Lead AI Engineer
Jade Global8 days ago
Pune, India or Hyderābād, IndiaSenior
Responsibilities
- Build production-grade component features, backend microservices, API integrations, and cloud-native services.
- Conduct unit testing, code reviews, refactoring, technical debt reduction, and troubleshooting of bugs, integrations, and performance issues.
- Implement GenAI integration patterns, agentic workflows, intelligent automation, and reusable AI engineering frameworks.
- Evaluate AI and cloud-native tools, APIs, and platforms and develop solution accelerators and technical assets.
- Engage with client technical teams, propose solutions for modernization, AI integration, and cloud migration, and support pre-sales assessments, proof-of-concepts, and effort estimation.
- Deploy services using containers, serverless functions, and event-driven patterns on AWS, Azure, or GCP.
- Mentor junior engineers and contribute to internal knowledge sharing, documentation, and architecture discussions.
Requirements
- Bachelor's degree in Computer Science, Computer Engineering, Information Technology, or a related technical field.
- Five to eight years of hands-on software engineering experience, including three or more years as a Senior AI Engineer.
- Strong hands-on proficiency in Python and/or .NET, C#, ASP.NET Core, Java, or Node.js.
- Practical experience with GenAI APIs, LangChain, LlamaIndex, RAG patterns, or agentic workflow frameworks.
- Hands-on experience with AWS, Azure, or GCP; microservices; Docker; Kubernetes; and CI/CD tooling such as GitHub Actions or Azure DevOps.

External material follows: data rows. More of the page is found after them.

//! The dispatcher: one entry point per gateway callback kind.

use std::sync::Arc;

use gwk_book::{BookError, BookOp, BookSide};
use gwk_events::{
    price_to_micros, DepthDelta, ExecutionReport, NewsBulletin, PricingError, StrategyId,
    TICK_VOLUME,
};
use gwk_orders::{Fill, FillRemoval};
use gwk_positions::PositionError;
use gwk_session::ConnectivityState;

use crate::codes::classify;
use crate::config::DispatchConfig;
use crate::sinks::{AlertSink, ExecutionRequester, ModelEvent, ModelEventBus, ReportSink};
use crate::state::SessionState;

// ---------------------------------------------------------------------------
// DispatchError
// ---------------------------------------------------------------------------

/// A processing fault raised while applying one event to internal state.
///
/// These never cross the dispatch boundary: every entry point converts them
/// into a report call and returns normally (the triggering event is dropped,
/// not retried).
#[derive(Debug)]
pub enum DispatchError {
    /// Depth decode or apply failed.
    Book(BookError),
    /// Position apply for a completed order failed.
    Position(PositionError),
    /// A wire price was not representable in integer micros.
    Price(PricingError),
    /// A depth-reset error referenced a ticker no strategy is registered for.
    UnknownTicker { ticker_id: i64 },
    /// A completed order referenced a strategy missing from the registry.
    UnknownStrategy { strategy: StrategyId, order_id: i64 },
    /// The executions re-request during connectivity recovery failed; the
    /// session remains `Recovering` until the gateway re-announces.
    Recovery(String),
}

impl std::fmt::Display for DispatchError {
    fn fmt(&self, f: &mut std::fmt::Formatter<'_>) -> std::fmt::Result {
        match self {
            DispatchError::Book(e) => write!(f, "market depth fault: {e}"),
            DispatchError::Position(e) => write!(f, "position apply fault: {e}"),
            DispatchError::Price(e) => write!(f, "execution price fault: {e}"),
            DispatchError::UnknownTicker { ticker_id } => {
                write!(f, "depth reset for unregistered ticker id {ticker_id}")
            }
            DispatchError::UnknownStrategy { strategy, order_id } => write!(
                f,
                "completed order {order_id} references unknown {strategy}"
            ),
            DispatchError::Recovery(msg) => {
                write!(f, "executions re-request failed during recovery: {msg}")
            }
        }
    }
}

impl std::error::Error for DispatchError {}

impl From<BookError> for DispatchError {
    fn from(e: BookError) -> Self {
        DispatchError::Book(e)
    }
}

impl From<PositionError> for DispatchError {
    fn from(e: PositionError) -> Self {
        DispatchError::Position(e)
    }
}

impl From<PricingError> for DispatchError {
    fn from(e: PricingError) -> Self {
        DispatchError::Price(e)
    }
}

// ---------------------------------------------------------------------------
// GatewayDispatcher
// ---------------------------------------------------------------------------

/// Receives raw callback events from the transport-read loop and reconciles
/// them into [`SessionState`].
///
/// # Contract
/// 1. **No fault escapes.** Every public entry point returns `()`; internal
///    `Result`s terminate at [`contain`](Self::contain) as report calls.
/// 2. **Routing by declared kind/code only** — see [`classify`].
/// 3. **Side effects are synchronous and ordered** as listed per callback;
///    nothing is deferred.
pub struct GatewayDispatcher<Rep, Al, Bus, Req>
where
    Rep: ReportSink,
    Al: AlertSink,
    Bus: ModelEventBus,
    Req: ExecutionRequester,
{
    state: Arc<SessionState>,
    reporter: Rep,
    alerter: Al,
    bus: Bus,
    requester: Req,
    config: DispatchConfig,
}

impl<Rep, Al, Bus, Req> GatewayDispatcher<Rep, Al, Bus, Req>
where
    Rep: ReportSink,
    Al: AlertSink,
    Bus: ModelEventBus,
    Req: ExecutionRequester,
{
    pub fn new(
        state: Arc<SessionState>,
        reporter: Rep,
        alerter: Al,
        bus: Bus,
        requester: Req,
        config: DispatchConfig,
    ) -> Self {
        Self {
            state,
            reporter,
            alerter,
            bus,
            requester,
            config,
        }
    }

    pub fn state(&self) -> &Arc<SessionState> {
        &self.state
    }

    // -----------------------------------------------------------------------
    // Fault boundary
    // -----------------------------------------------------------------------

    /// The dispatch boundary: a fault becomes a report, never a propagated
    /// error. An escaped fault in the transport-read loop would terminate
    /// the session.
    fn contain(&self, outcome: Result<(), DispatchError>) {
        if let Err(fault) = outcome {
            self.reporter.report_fault(&fault);
        }
    }

    // -----------------------------------------------------------------------
    // Entry points (the entire public surface of the core)
    // -----------------------------------------------------------------------

    /// Account-value update. Only the `AccountCode` key (case-insensitive)
    /// is meaningful; every other key is an explicit no-op.
    pub fn update_account_value(&self, key: &str, value: &str, _currency: &str, _account: &str) {
        if key.eq_ignore_ascii_case("AccountCode") {
            // Stores under the barrier's lock and wakes all blocked waiters.
            self.state.account.set(value);
        }
    }

    /// News bulletin: formatted report, no state mutation.
    pub fn update_news_bulletin(&self, bulletin: &NewsBulletin) {
        self.reporter.report(&bulletin.to_report_line());
    }

    /// Execution detail for an order id.
    pub fn exec_details(&self, exec: &ExecutionReport) {
        let outcome = self.handle_exec(exec);
        self.contain(outcome);
    }

    /// Error by numeric code. `id` is the ticker/request id some codes
    /// (notably 317) refer back to.
    pub fn error(&self, id: i64, code: i32, message: &str) {
        let outcome = self.handle_error(id, code, message);
        self.contain(outcome);
    }

    /// Error delivered as a plain message string.
    pub fn error_message(&self, message: &str) {
        self.reporter.report(message);
    }

    /// Error delivered as a transport-level exception.
    pub fn error_exception(&self, err: &(dyn std::error::Error + '_)) {
        self.reporter.report(&err.to_string());
    }

    /// Differential market-depth update.
    pub fn update_market_depth(&self, delta: &DepthDelta) {
        let outcome = self.handle_depth(delta);
        self.contain(outcome);
    }

    /// Tick-size update. Only volume ticks are meaningful; every other tick
    /// type is ignored.
    pub fn tick_size(&self, ticker_id: i64, tick_type: i32, size: i64) {
        if tick_type == TICK_VOLUME {
            self.state.with_book(ticker_id, |book| book.update_volume(size));
        }
    }

    /// Next usable order id for placement. Monotonic by gateway contract;
    /// stored without validation.
    pub fn next_valid_id(&self, order_id: i64) {
        self.state.set_next_order_id(order_id);
    }

    // -----------------------------------------------------------------------
    // Handlers
    // -----------------------------------------------------------------------

    fn handle_exec(&self, exec: &ExecutionReport) -> Result<(), DispatchError> {
        // Untracked order ids are silent no-ops, whatever the payload
        // carries: at-least-once delivery replays executions for orders
        // long since completed and removed. Only this dispatch context
        // removes orders, so the id cannot vanish between here and the
        // apply below.
        if !self.state.orders.contains(exec.order_id) {
            return Ok(());
        }

        let fill = Fill {
            exec_id: exec.exec_id.clone(),
            quantity: exec.quantity,
            price_micros: price_to_micros(exec.price)?,
        };

        let removal = if self.config.retain_order_on_failed_apply {
            FillRemoval::OnSuccessOnly
        } else {
            FillRemoval::Always
        };

        // Lookup, append, fill check, position apply, and removal run as one
        // atomic unit under the registry lock.
        self.state.orders.apply_execution(
            exec.order_id,
            fill,
            removal,
            |completed| -> Result<(), DispatchError> {
                let entry = self.state.strategies.get(completed.strategy).ok_or(
                    DispatchError::UnknownStrategy {
                        strategy: completed.strategy,
                        order_id: completed.order_id,
                    },
                )?;
                entry.position().apply_completed(completed)?;
                Ok(())
            },
        )?;
        Ok(())
    }

    fn handle_error(&self, id: i64, code: i32, message: &str) -> Result<(), DispatchError> {
        // Every code is reported textually, including suppressed ones.
        let msg = format!("{code}: {message}");
        self.reporter.report(&msg);

        let class = classify(code);

        if class.connectivity_lost {
            self.state.connectivity.set(ConnectivityState::Disconnected);
        }

        if class.connectivity_restored {
            self.reporter
                .report("Checking for executions missed while disconnected from the gateway.");
            // The re-request must land before any reader can observe
            // `Connected`; a failure leaves the session `Recovering`.
            self.state.connectivity.set(ConnectivityState::Recovering);
            self.requester
                .request_executions()
                .map_err(|e| DispatchError::Recovery(e.to_string()))?;
            self.state.connectivity.set(ConnectivityState::Connected);
        }

        if class.depth_reset {
            let entry = self
                .state
                .strategies
                .by_ticker(id)
                .ok_or(DispatchError::UnknownTicker { ticker_id: id })?;
            self.state.with_book(entry.ticker_id, |book| book.reset());
            self.reporter.report("Market depth data has been reset.");
        }

        if class.invalid_request {
            self.bus.publish(ModelEvent::Error {
                message: format!("Gateway reported: {message}"),
            });
        }

        if class.alert {
            self.alerter.send(&msg);
        }

        Ok(())
    }

    fn handle_depth(&self, delta: &DepthDelta) -> Result<(), DispatchError> {
        let op = BookOp::from_code(delta.operation)?;
        let side = BookSide::from_code(delta.side)?;
        self.state.with_book(delta.ticker_id, |book| {
            book.apply(delta.position, op, side, delta.price, delta.size)
        })?;
        Ok(())
    }
}

// ---------------------------------------------------------------------------
// Unit tests (scenario coverage lives in tests/)
// ---------------------------------------------------------------------------

#[cfg(test)]
mod tests {
    use crate::testkit::TestHarness;
    use gwk_events::NewsBulletin;

    #[test]
    fn news_bulletin_is_reported_verbatim() {
        let h = TestHarness::new();
        h.dispatcher.update_news_bulletin(&NewsBulletin {
            msg_id: 3,
            msg_type: 1,
            message: "system maintenance".to_string(),
            exchange: "NYSE".to_string(),
        });
        let reports = h.reporter.lines();
        assert_eq!(reports.len(), 1);
        assert!(reports[0].contains("Msg ID: 3"));
        assert!(reports[0].contains("system maintenance"));
    }

    #[test]
    fn account_code_key_match_is_case_insensitive() {
        let h = TestHarness::new();
        h.dispatcher.update_account_value("accountcode", "DU42", "USD", "acct");
        assert_eq!(h.state.account.get(), Some("DU42".to_string()));
    }

    #[test]
    fn unrelated_account_keys_are_ignored() {
        let h = TestHarness::new();
        h.dispatcher.update_account_value("Currency", "USD", "USD", "acct");
        h.dispatcher.update_account_value("NetLiquidation", "1000", "USD", "acct");
        assert_eq!(h.state.account.get(), None);
    }

    #[test]
    fn next_valid_id_is_stored_for_placement() {
        let h = TestHarness::new();
        h.dispatcher.next_valid_id(501);
        assert_eq!(h.state.take_next_order_id(), Some(501));
    }

    #[test]
    fn non_volume_ticks_are_ignored() {
        let h = TestHarness::new();
        h.dispatcher.tick_size(9, 0, 123); // tick type 0: bid size
        assert!(h.state.book_snapshot(9).is_none());
        h.dispatcher.tick_size(9, gwk_events::TICK_VOLUME, 123);
        assert_eq!(h.state.book_snapshot(9).unwrap().last_volume(), Some(123));
    }
}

- Experience building and delivering enterprise-grade solutions across cloud, AI/ML, and application engineering.
- Exposure to workflow orchestration engines, RPA tools, or custom automation scripts.
- Client-facing delivery experience in IT services or consulting organizations is preferred.
- Familiarity with Oracle, SAP, Salesforce, or ServiceNow is a plus.
- Cloud certification at the AWS, Azure, or GCP associate/developer level is a plus.
- Clear technical communication, collaboration across global or offshore time zones, and self-directed exploration of AI tools and engineering patterns.